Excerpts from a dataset
┌──
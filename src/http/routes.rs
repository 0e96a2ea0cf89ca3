use super::handlers;
use super::state::AppState;
use axum::{
    routing::{delete, get, post},
    Router,
};
use tower_http::cors::CorsLayer;
use tower_http::trace::TraceLayer;

/// Create the HTTP router with all routes
pub fn create_router(state: AppState) -> Router {
    Router::new()
        .route("/health", get(handlers::health_check))
        // Session control
        .route("/voice/:user_id", delete(handlers::evict_user))
        .route("/voice/:user_id/start", post(handlers::start_session))
        .route("/voice/:user_id/stop", post(handlers::stop_session))
        .route("/voice/:user_id/text", post(handlers::send_text))
        // Session queries
        .route("/voice/:user_id/status", get(handlers::get_session_status))
        .route(
            "/voice/:user_id/transcript",
            get(handlers::get_session_transcript),
        )
        .layer(CorsLayer::permissive())
        .layer(TraceLayer::new_for_http())
        .with_state(state)
}
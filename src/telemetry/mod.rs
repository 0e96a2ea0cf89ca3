mod analyzer;
mod emotion;
mod sampler;

pub use analyzer::{AnalyzerConfig, FrequencyAnalyzer};
pub use emotion::{EmotionSnapshot, SpectrumFeatures};
pub use sampler::TelemetrySampler;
└──
Problem to solve:
What you copy out must be exactly the lines from the line containing "filename src/telemetry/mod.rs" through the end of the records.

Answer to the problem:
filename src/telemetry/mod.rs
repository 0e96a2ea0cf89ca3
mod analyzer;
mod emotion;
mod sampler;

pub use analyzer::{AnalyzerConfig, FrequencyAnalyzer};
pub use emotion::{EmotionSnapshot, SpectrumFeatures};
pub use sampler::TelemetrySampler;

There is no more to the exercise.